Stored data
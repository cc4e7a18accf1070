//! Mock UI implementation for testing.
//!
//! `MockUI` implements the `UserInterface` trait and captures all
//! interactions for later assertion.
//!
//! # Example
//!
//! ```
//! use projkit::ui::{MockUI, UserInterface};
//!
//! let mut ui = MockUI::new();
//!
//! // Use ui in code under test...
//! ui.message("Directory is a valid project.......... TRUE");
//! ui.success("All checks passed");
//!
//! // Assert on captured interactions
//! assert_eq!(ui.messages().len(), 1);
//! assert!(ui.has_success("All checks passed"));
//! ```

use super::{OutputMode, UserInterface};

/// Mock UI implementation for testing.
///
/// Captures every call regardless of output mode.
#[derive(Debug, Default)]
pub struct MockUI {
    mode: OutputMode,
    interactive: bool,
    messages: Vec<String>,
    successes: Vec<String>,
    warnings: Vec<String>,
    errors: Vec<String>,
    headers: Vec<String>,
}

impl MockUI {
    /// Create a new MockUI with Normal output mode.
    pub fn new() -> Self {
        Self::default()
    }

    /// Create a new MockUI with a specific output mode.
    pub fn with_mode(mode: OutputMode) -> Self {
        Self {
            mode,
            ..Default::default()
        }
    }

    /// Set whether this mock behaves as interactive.
    pub fn set_interactive(&mut self, interactive: bool) {
        self.interactive = interactive;
    }

    /// Get all captured messages.
    pub fn messages(&self) -> &[String] {
        &self.messages
    }

    /// Get all captured success messages.
    pub fn successes(&self) -> &[String] {
        &self.successes
    }

    /// Get all captured warning messages.
    pub fn warnings(&self) -> &[String] {
        &self.warnings
    }

    /// Get all captured error messages.
    pub fn errors(&self) -> &[String] {
        &self.errors
    }

    /// Get all captured headers.
    pub fn headers(&self) -> &[String] {
        &self.headers
    }

    /// Check if a message containing `msg` was shown.
    pub fn has_message(&self, msg: &str) -> bool {
        self.messages.iter().any(|m| m.contains(msg))
    }

    /// Check if a success containing `msg` was shown.
    pub fn has_success(&self, msg: &str) -> bool {
        self.successes.iter().any(|m| m.contains(msg))
    }

    /// Check if a warning containing `msg` was shown.
    pub fn has_warning(&self, msg: &str) -> bool {
        self.warnings.iter().any(|m| m.contains(msg))
    }

    /// Check if an error containing `msg` was shown.
    pub fn has_error(&self, msg: &str) -> bool {
        self.errors.iter().any(|m| m.contains(msg))
    }

    /// Clear everything captured so far.
    pub fn clear(&mut self) {
        self.messages.clear();
        self.successes.clear();
        self.warnings.clear();
        self.errors.clear();
        self.headers.clear();
    }
}

impl UserInterface for MockUI {
    fn output_mode(&self) -> OutputMode {
        self.mode
    }

    fn message(&mut self, msg: &str) {
        self.messages.push(msg.to_string());
    }

    fn success(&mut self, msg: &str) {
        self.successes.push(msg.to_string());
    }

    fn warning(&mut self, msg: &str) {
        self.warnings.push(msg.to_string());
    }

    fn error(&mut self, msg: &str) {
        self.errors.push(msg.to_string());
    }

    fn show_header(&mut self, title: &str) {
        self.headers.push(title.to_string());
    }

    fn is_interactive(&self) -> bool {
        self.interactive
    }
}

#[cfg(test)]
mod tests {
    use super::*;

    #[test]
    fn mock_ui_captures_messages() {
        let mut ui = MockUI::new();
        ui.message("one");
        ui.success("two");
        ui.warning("three");
        ui.error("four");
        ui.show_header("five");

        assert_eq!(ui.messages(), ["one"]);
        assert_eq!(ui.successes(), ["two"]);
        assert_eq!(ui.warnings(), ["three"]);
        assert_eq!(ui.errors(), ["four"]);
        assert_eq!(ui.headers(), ["five"]);
    }

    #[test]
    fn mock_ui_has_helpers_match_substrings() {
        let mut ui = MockUI::new();
        ui.message("Project library setup..... TRUE");
        ui.error("Wrong working directory");

        assert!(ui.has_message("library setup"));
        assert!(ui.has_error("working directory"));
        assert!(!ui.has_warning("anything"));
        assert!(!ui.has_success("anything"));
    }

    #[test]
    fn mock_ui_clear_resets() {
        let mut ui = MockUI::new();
        ui.message("one");
        ui.error("two");

        ui.clear();

        assert!(ui.messages().is_empty());
        assert!(ui.errors().is_empty());
    }

    #[test]
    fn mock_ui_output_mode() {
        assert_eq!(MockUI::new().output_mode(), OutputMode::Normal);
        assert_eq!(
            MockUI::with_mode(OutputMode::Quiet).output_mode(),
            OutputMode::Quiet
        );
    }

    #[test]
    fn mock_ui_set_interactive() {
        let mut ui = MockUI::new();
        assert!(!ui.is_interactive());

        ui.set_interactive(true);

        assert!(ui.is_interactive());
    }
}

## [Work instructions]
Look through the entries. Copy out each line with "working" in it.

## [Task solution]
        ui.error("Wrong working directory");
        assert!(ui.has_error("working directory"));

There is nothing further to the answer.